As mentioned, our findings are supported by recent DTI studies reporting on reduced integrity of specific structural white matter tracts in patients (Ellison-Wright and Bullmore, 2009), including the cingulum tract and the uncinate fasciculus (Fujiwara et al., 2007; Mori et al., 2007; Rosenberger et al., 2008; Voineskos et al., 2010). Indeed, we recently reported an increase in MTR along the uncinate fasciculus (Mandl et al., 2008). The current network analysis now shows that although the specific connections within a frontal-temporal subnetwork may show increased connectivity (i.e., increased MTR), the level of global connectivity of these frontal and regions toward the other regions of the brain network is still reduced. In this context, we speculate that patients may have a more isolated frontal-temporal subnetwork, possibly with increased communication between frontal and temporal brain regions at the “cost” of reduced external access to information, leading toward reduced global connectivity. Examination of the node-specific clustering coefficient Ci indeed revealed an increase in local connectedness of the right medial frontal cortex and superior temporal pole, but these effects were not significant (p = 0.0739 and p = 0.0892, permutation testing). A possible isolated network position of frontal regions is supported by functional MRI studies that report on increased and more isolated activity of the frontal cortex during cognitive tasks (Kircher et al., 2002; Sommer et al., 2003; Weiss et al., 2006) and aberrant connectivity during rest (Meda et al., 2009; Mannell et al., 2010; Sigurdsson et al., 2010). Structural and functional connectivity are related (Hagmann et al., 2008; Van den Heuvel et al., 2008b, 2009; Greicius et al., 2009; Honey et al., 2009, 2010). and recent studies have suggested both aberrant functional as well as diminished structural connectivity of specific frontal and hippocampal regions in schizophrenia (Zhou et al., 2008; Camchong et al., 2009). Future studies examining the exact link between complex structural and functional brain networks are needed (Bullmore and Sporns, 2009).

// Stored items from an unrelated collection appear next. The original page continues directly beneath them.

impl RapierWorld {
    /// Create a world with downward gravity, configured from tuning
    pub fn new(tuning: &Tuning) -> Self {
        let mut integration_parameters = IntegrationParameters::default();
        integration_parameters.num_solver_iterations =
            NonZeroUsize::new(tuning.solver_iterations).unwrap_or(NonZeroUsize::MIN);

        Self {
            scale: tuning.physics_scale,
            gravity: Vector::new(0.0, tuning.gravity),
            integration_parameters,
            physics_pipeline: PhysicsPipeline::new(),
            island_manager: IslandManager::new(),
            broad_phase: DefaultBroadPhase::new(),
            narrow_phase: NarrowPhase::new(),
            bodies: RigidBodySet::new(),
            colliders: ColliderSet::new(),
            impulse_joints: ImpulseJointSet::new(),
            multibody_joints: MultibodyJointSet::new(),
            ccd_solver: CCDSolver::new(),
            query_pipeline: QueryPipeline::new(),
            event_collector: DirectEventCollector::new(),
            body_entries: HashMap::new(),
            joint_entries: HashMap::new(),
            tags: HashMap::new(),
            touching: HashSet::new(),
            removed_contacts: Vec::new(),
            next_body: 0,
            next_joint: 0,
        }
    }

    /// Number of live bodies
    pub fn body_count(&self) -> usize {
        self.bodies.len()
    }

    /// Number of live joints
    pub fn joint_count(&self) -> usize {
        self.impulse_joints.len()
    }

    /// Current linear velocity in m/s
    pub fn velocity(&self, body: BodyId) -> Option<Vec2> {
        let entry = self.body_entries.get(&body)?;
        let rb = self.bodies.get(entry.handle)?;
        Some(Vec2::new(rb.linvel().x, rb.linvel().y))
    }

    fn to_metres(&self, v: Vec2) -> Vector<Real> {
        Vector::new(v.x / self.scale, v.y / self.scale)
    }

    fn to_point(&self, v: Vec2) -> Point<Real> {
        Point::new(v.x / self.scale, v.y / self.scale)
    }

    fn tag_of(&self, collider: ColliderHandle) -> Tag {
        self.tags.get(&collider).copied().unwrap_or(Tag::None)
    }

    fn body_handle(&self, body: BodyId) -> Option<RigidBodyHandle> {
        let handle = self.body_entries.get(&body).map(|e| e.handle);
        if handle.is_none() {
            log::warn!("Unknown body {:?}", body);
        }
        handle
    }

    fn build_joint(&self, desc: &JointDesc) -> Option<(RigidBodyHandle, RigidBodyHandle, GenericJoint)> {
        let joint = match *desc {
            JointDesc::Revolute {
                body_a,
                body_b,
                anchor_a,
                anchor_b,
                limits,
            } => {
                let mut builder = RevoluteJointBuilder::new()
                    .local_anchor1(self.to_point(anchor_a))
                    .local_anchor2(self.to_point(anchor_b))
                    .contacts_enabled(false);
                if let Some((lower, upper)) = limits {
                    builder = builder.limits([lower, upper]);
                }
                (body_a, body_b, builder.build().into())
            }
            JointDesc::Distance {
                body_a,
                body_b,
                anchor_a,
                anchor_b,
                length,
            } => {
                let joint = SpringJointBuilder::new(
                    length / self.scale,
                    DISTANCE_JOINT_STIFFNESS,
                    DISTANCE_JOINT_DAMPING,
                )
                .local_anchor1(self.to_point(anchor_a))
                .local_anchor2(self.to_point(anchor_b))
                .build();
                (body_a, body_b, joint.into())
            }
            JointDesc::Weld {
                body_a,
                body_b,
                anchor_a,
                anchor_b,
            } => {
                let joint = FixedJointBuilder::new()
                    .local_anchor1(self.to_point(anchor_a))
                    .local_anchor2(self.to_point(anchor_b))
                    .contacts_enabled(false)
                    .build();
                (body_a, body_b, joint.into())
            }
        };
        let (a, b, data) = joint;
        Some((self.body_handle(a)?, self.body_handle(b)?, data))
    }
}

impl PhysicsWorld for RapierWorld {
    fn create_body(&mut self, desc: &BodyDesc) -> BodyId {
        let builder = match desc.body_type {
            BodyType::Static => RigidBodyBuilder::fixed(),
            BodyType::Dynamic => RigidBodyBuilder::dynamic(),
        };
        let mut builder = builder
            .translation(self.to_metres(desc.position))
            .can_sleep(false);
        if desc.fixed_rotation {
            builder = builder.lock_rotations();
        }
        let handle = self.bodies.insert(builder.build());

        let mut colliders = Vec::with_capacity(desc.fixtures.len());
        for fixture in &desc.fixtures {
            let builder = match fixture.shape {
                Shape::Rectangle { half_extents } => ColliderBuilder::cuboid(
                    half_extents.x / self.scale,
                    half_extents.y / self.scale,
                ),
                Shape::Circle { radius } => ColliderBuilder::ball(radius / self.scale),
            };
            let collider = builder
                .position(Isometry::new(self.to_metres(fixture.offset), fixture.angle))
                .density(fixture.material.density)
                .friction(fixture.material.friction)
                .restitution(fixture.material.restitution)
                .sensor(fixture.sensor)
                .active_events(ActiveEvents::COLLISION_EVENTS)
                .build();
            let collider_handle =
                self.colliders
                    .insert_with_parent(collider, handle, &mut self.bodies);
            if fixture.tag != Tag::None {
                self.tags.insert(collider_handle, fixture.tag);
            }
            colliders.push(collider_handle);
        }

        let id = BodyId(self.next_body);
        self.next_body += 1;
        self.body_entries.insert(id, BodyEntry { handle, colliders });
        id
    }

    fn destroy_body(&mut self, body: BodyId) {
        let Some(entry) = self.body_entries.remove(&body) else {
            log::warn!("Destroying unknown body {:?}", body);
            return;
        };

        // Report contacts the removal breaks, resolving tags before they go away
        let owned: HashSet<ColliderHandle> = entry.colliders.iter().copied().collect();
        let broken: Vec<PairKey> = self
            .touching
            .iter()
            .filter(|(a, b)| owned.contains(a) || owned.contains(b))
            .copied()
            .collect();
        for key in broken {
            self.touching.remove(&key);
            self.removed_contacts
                .push((self.tag_of(key.0), self.tag_of(key.1)));
        }
        for collider in &entry.colliders {
            self.tags.remove(collider);
        }

        self.bodies.remove(
            entry.handle,
            &mut self.island_manager,
            &mut self.colliders,
            &mut self.impulse_joints,
            &mut self.multibody_joints,
            true,
        );
    }

    fn create_joint(&mut self, desc: &JointDesc) -> JointId {
        let id = JointId(self.next_joint);
        self.next_joint += 1;
        if let Some((a, b, data)) = self.build_joint(desc) {
            let handle = self.impulse_joints.insert(a, b, data, true);
            self.joint_entries.insert(id, JointEntry { handle, desc: *desc });
        }
        id
    }

    fn destroy_joint(&mut self, joint: JointId) {
        match self.joint_entries.remove(&joint) {
            Some(entry) => {
                self.impulse_joints.remove(entry.handle, true);
            }
            None => log::warn!("Destroying unknown joint {:?}", joint),
        }
    }

    fn set_joint_limits(&mut self, joint: JointId, lower: f32, upper: f32) {
        let Some(entry) = self.joint_entries.get(&joint) else {
            log::warn!("Setting limits on unknown joint {:?}", joint);
            return;
        };
        let JointDesc::Revolute {
            body_a,
            body_b,
            anchor_a,
            anchor_b,
            ..
        } = entry.desc
        else {
            log::warn!("Joint {:?} is not revolute, limits ignored", joint);
            return;
        };

        // Rebuild the hinge in place with the new limits
        let desc = JointDesc::Revolute {
            body_a,
            body_b,
            anchor_a,
            anchor_b,
            limits: Some((lower, upper)),
        };
        let old = entry.handle;
        if let Some((a, b, data)) = self.build_joint(&desc) {
            self.impulse_joints.remove(old, true);
            let handle = self.impulse_joints.insert(a, b, data, true);
            self.joint_entries.insert(joint, JointEntry { handle, desc });
        }
    }

    fn step(&mut self, dt: f32, listener: &mut dyn ContactListener) {
        for (a, b) in self.removed_contacts.drain(..) {
            listener.end_contact(a, b);
        }

        self.integration_parameters.dt = dt;
        self.physics_pipeline.step(
            &self.gravity,
            &self.integration_parameters,
            &mut self.island_manager,
            &mut self.broad_phase,
            &mut self.narrow_phase,
            &mut self.bodies,
            &mut self.colliders,
            &mut self.impulse_joints,
            &mut self.multibody_joints,
            &mut self.ccd_solver,
            Some(&mut self.query_pipeline),
            &(),
            &self.event_collector,
        );

        // Collapse events to one net transition per pair (a sensor flip can
        // produce a stop/start pair for the same contact within one step)
        let mut net: Vec<(PairKey, bool)> = Vec::new();
        for event in self.event_collector.drain_collisions() {
            let (h1, h2, started) = match event {
                CollisionEvent::Started(h1, h2, _) => (h1, h2, true),
                CollisionEvent::Stopped(h1, h2, _) => (h1, h2, false),
            };
            let key = pair_key(h1, h2);
            match net.iter_mut().find(|(k, _)| *k == key) {
                Some(entry) => entry.1 = started,
                None => net.push((key, started)),
            }
        }

        for (key, started) in net {
            let was_touching = self.touching.contains(&key);
            if started && !was_touching {
                self.touching.insert(key);
                listener.begin_contact(self.tag_of(key.0), self.tag_of(key.1));
            } else if !started && was_touching {
                self.touching.remove(&key);
                listener.end_contact(self.tag_of(key.0), self.tag_of(key.1));
            }
        }
    }

    fn locate(&self, body: BodyId) -> Option<Pose> {
        let entry = self.body_entries.get(&body)?;
        let rb = self.bodies.get(entry.handle)?;
        let t = rb.translation();
        Some(Pose {
            position: Vec2::new(t.x * self.scale, t.y * self.scale),
            angle: rb.rotation().angle(),
        })
    }

    fn place(&mut self, body: BodyId, x: f32, y: f32, angle: f32) {
        let position = Isometry::new(self.to_metres(Vec2::new(x, y)), angle);
        if let Some(handle) = self.body_handle(body)
            && let Some(rb) = self.bodies.get_mut(handle)
        {
            rb.set_position(position, true);
        }
    }

    fn rotate(&mut self, body: BodyId, angle: f32) {
        if let Some(handle) = self.body_handle(body)
            && let Some(rb) = self.bodies.get_mut(handle)
        {
            rb.set_rotation(Rotation::new(angle), true);
        }
    }

    fn push(&mut self, body: BodyId, vx: Option<f32>, vy: Option<f32>, mode: PushMode) {
        let Some(handle) = self.body_handle(body) else {
            return;
        };
        let Some(rb) = self.bodies.get_mut(handle) else {
            return;
        };
        let current = *rb.linvel();
        let (dvx, dvy) = match mode {
            PushMode::Add => (vx, vy),
            PushMode::TowardTarget => (vx.map(|x| x - current.x), vy.map(|y| y - current.y)),
        };
        // An impulse of mass * dv changes velocity by exactly dv
        let delta = Vector::new(dvx.unwrap_or(0.0), dvy.unwrap_or(0.0));
        rb.set_linvel(current + delta, true);
    }

    fn update_fixtures(&mut self, body: BodyId, updates: &[FixtureUpdate]) {
        let Some(entry) = self.body_entries.get(&body) else {
            log::warn!("Updating fixtures of unknown body {:?}", body);
            return;
        };
        for (handle, update) in entry.colliders.iter().zip(updates) {
            if let Some(collider) = self.colliders.get_mut(*handle) {
                if let Some(sensor) = update.sensor {
                    collider.set_sensor(sensor);
                }
                if let Some(friction) = update.friction {
                    collider.set_friction(friction);
                }
            }
            if let Some(tag) = update.tag {
                self.tags.insert(*handle, tag);
            }
        }
    }
}
//! Block placement
//!
//! Placements are validated as contacts arrive and committed in one batch
//! after the step. Dependencies are checked against the state before the
//! batch, so a guide never fills in the same step as one of its prerequisites.

use super::session::Guide;
use super::{BlockUid, GuideId, PendingMatch, PlayState, Tag};
use crate::consts::ANY_BLOCK_TYPE;
use crate::physics::{FixtureUpdate, PhysicsWorld};

impl Guide {
    /// Whether a block of `block_type` fits this guide
    pub fn accepts(&self, block_type: u8) -> bool {
        !self.filled
            && (self.accept_type == ANY_BLOCK_TYPE || block_type.checked_mul(2) == Some(self.accept_type))
    }
}

impl PlayState {
    /// Queue `block` for `guide` if the pair is valid right now.
    ///
    /// Returns `false` without side effects when the guide refuses the type,
    /// the block is already queued, or a dependency is still unfilled.
    pub fn attempt_place(&mut self, block: BlockUid, guide: GuideId) -> bool {
        let Some(block_type) = self.blocks.get(&block).map(|b| b.block_type) else {
            log::debug!("Placement of unknown block {block:?} ignored");
            return false;
        };
        let Some(target) = self.guide(guide) else {
            log::debug!("Placement into unknown guide {guide:?} ignored");
            return false;
        };

        if !target.accepts(block_type) {
            log::debug!(
                "Guide {} refuses block {:?} of type {block_type}",
                target.name,
                block
            );
            return false;
        }
        if self.pending_matches.iter().any(|m| m.block == block) {
            return false;
        }
        if let Some(missing) = target
            .dependencies
            .iter()
            .find(|dep| !self.guide(**dep).is_some_and(|g| g.filled))
        {
            log::debug!("Guide {} waits on {missing:?}", target.name);
            return false;
        }

        log::debug!("Queued block {block:?} for guide {}", target.name);
        self.pending_matches.push(PendingMatch { block, guide });
        true
    }
}

/// Outcome of one commit pass
#[derive(Debug, Clone, Default, PartialEq)]
pub struct CommitReport {
    pub committed: Vec<PendingMatch>,
    /// No unfilled guides remain
    pub level_complete: bool,
}

/// Apply every queued placement, in queue order
pub fn commit_matches<W: PhysicsWorld + ?Sized>(
    world: &mut W,
    play: &mut PlayState,
) -> CommitReport {
    let queue = std::mem::take(&mut play.pending_matches);
    let mut committed = Vec::with_capacity(queue.len());

    for m in queue {
        let Some(block) = play.blocks.remove(&m.block) else {
            continue;
        };
        let Some(guide) = play.guides.get_mut(m.guide.0 as usize) else {
            continue;
        };
        if guide.filled {
            // Put the block back; another match took this guide first
            play.blocks.insert(block.uid, block);
            continue;
        }

        if let Some(held) = play.held.filter(|h| h.block == block.uid) {
            log::warn!("Committing held block {:?}; dropping its welds", block.uid);
            world.destroy_joint(held.front_joint);
            world.destroy_joint(held.rear_joint);
            play.held = None;
            play.pending_guide_contacts.clear();
        }

        world.destroy_body(block.body);
        if let Some(count) = play.block_counts.get_mut(block.block_type as usize) {
            *count = count.saturating_sub(1);
        }

        guide.filled = true;
        guide.accept_type = block.block_type * 2 + 1;
        world.update_fixtures(
            guide.body,
            &[FixtureUpdate {
                sensor: Some(false),
                tag: Some(Tag::Completed),
                friction: None,
            }],
        );
        play.remaining_guides = play.remaining_guides.saturating_sub(1);

        // The foot was on this guide; it is now solid ground
        if let Some(pos) = play.foot_guide_contacts.iter().position(|&g| g == m.guide) {
            play.foot_guide_contacts.remove(pos);
            play.foot_contacts += 1;
        }

        log::debug!("Guide {} filled with block {:?}", guide.name, block.uid);
        committed.push(m);
    }

    CommitReport {
        committed,
        level_complete: play.remaining_guides == 0,
    }
}
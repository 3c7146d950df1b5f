//! Error types
//!
//! Only level data can be malformed at runtime. Everything the physics layer
//! accepts is a closed enum, so there is no "unsupported shape" failure mode.

use thiserror::Error;

/// Level data failed to load or validate
#[derive(Debug, Error)]
pub enum LevelError {
    #[error("level data is not valid JSON: {0}")]
    Parse(#[from] serde_json::Error),

    #[error("guide id `{0}` is declared more than once")]
    DuplicateGuide(String),

    #[error("guide `{guide}` depends on unknown guide `{dependency}`")]
    UnknownDependency { guide: String, dependency: String },

    #[error("guide `{guide}` has accept type {accept_type}, expected an even type below 12 or 12")]
    InvalidAcceptType { guide: String, accept_type: u8 },

    #[error("initial block {index} has type {block_type}, expected 0..6")]
    InvalidBlockType { index: usize, block_type: u8 },

    #[error("cannon frequency range {min}..{max} seconds is empty or negative")]
    InvalidCannonFrequency { min: f32, max: f32 },

    #[error("no level with index {0}")]
    NoSuchLevel(usize),
}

Some points should be taken into account when interpreting our results (see supplemental materials for a detailed description). First, the used tracking algorithm needs sufficient directional information at each point along the tract. If the directional information is, however, not univocal, at some point the algorithm is limited in reconstructing the fiber tract (Mori and van Zijl, 2002; Jones, 2008). However, this is unlikely to influence the examination of network differences between two groups, as studies have not reported general tractography differences between patients with schizophrenia and healthy controls. Second, using the AAL template, regions are very different in size, which is likely to have an effect on the degree of the nodes; bigger regions generally have more connections (supplemental Fig. 3). However, because an identical template was used in both groups, this is unlikely to bias between-group differences. To verify this, a post hoc analysis was performed in which the association between the node size (i.e., size of a region in the AAL template) and the between-group effect sizes of the graph metrics was examined. As expected, no strong associations were found between-group effects and region size (supplemental Fig. 4).